● **WHAT IS BEING ASKED**: The answer must be one number: how many lines in the records below contain the word "OnceLock".

(Stored data entries)
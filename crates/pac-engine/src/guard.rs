//! Process-wide exclusive access to the script interpreter.
//!
//! Every engine in the process enters the interpreter through
//! [`InterpreterGuard::acquire`], so at most one script runs at a time even
//! when resolvers live on different threads. The runtime is initialised
//! lazily, once, by the first acquisition and is never torn down.

use std::sync::atomic::{AtomicBool, Ordering};
use std::sync::{Mutex, MutexGuard, OnceLock, PoisonError};
use std::time::Instant;

use tracing::info;

use crate::diagnostics::PacDomain;

static RUNTIME: OnceLock<Mutex<RuntimeState>> = OnceLock::new();
static INITIALISED: AtomicBool = AtomicBool::new(false);
static HELD: AtomicBool = AtomicBool::new(false);

#[derive(Debug, Default)]
struct RuntimeState {
    initialised_at: Option<Instant>,
    entries: u64,
}

/// Scoped claim on the interpreter. Released when dropped.
///
/// The guard is neither `Clone` nor `Send`: it must be released by the
/// thread that acquired it. Acquiring a second guard on a thread that
/// already holds one deadlocks.
#[must_use = "the interpreter is released as soon as the guard is dropped"]
pub struct InterpreterGuard {
    state: MutexGuard<'static, RuntimeState>,
}

impl InterpreterGuard {
    /// Block until no other guard is outstanding.
    pub fn acquire() -> Self {
        let lock = RUNTIME.get_or_init(|| Mutex::new(RuntimeState::default()));
        // A panic inside a previous holder leaves nothing half-written here.
        let mut state = lock.lock().unwrap_or_else(PoisonError::into_inner);
        if state.initialised_at.is_none() {
            state.initialised_at = Some(Instant::now());
            INITIALISED.store(true, Ordering::Release);
            info!(domain = %PacDomain::Runtime, "Interpreter runtime initialised");
        }
        state.entries += 1;
        HELD.store(true, Ordering::Release);
        Self { state }
    }

    /// Number of interpreter entries in this process, this one included.
    pub fn entries(&self) -> u64 {
        self.state.entries
    }

    pub fn initialised_at(&self) -> Option<Instant> {
        self.state.initialised_at
    }

    /// Whether any guard has ever been acquired in this process.
    pub fn is_initialised() -> bool {
        INITIALISED.load(Ordering::Acquire)
    }

    /// Whether some thread holds a guard right now.
    pub fn is_held() -> bool {
        HELD.load(Ordering::Acquire)
    }
}

impl Drop for InterpreterGuard {
    fn drop(&mut self) {
        // Cleared before `state` unlocks, so the next holder's store wins.
        HELD.store(false, Ordering::Release);
    }
}

impl std::fmt::Debug for InterpreterGuard {
    fn fmt(&self, f: &mut std::fmt::Formatter<'_>) -> std::fmt::Result {
        f.debug_struct("InterpreterGuard").field("entries", &self.state.entries).finish()
    }
}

● **WRITTEN ANSWER**: 2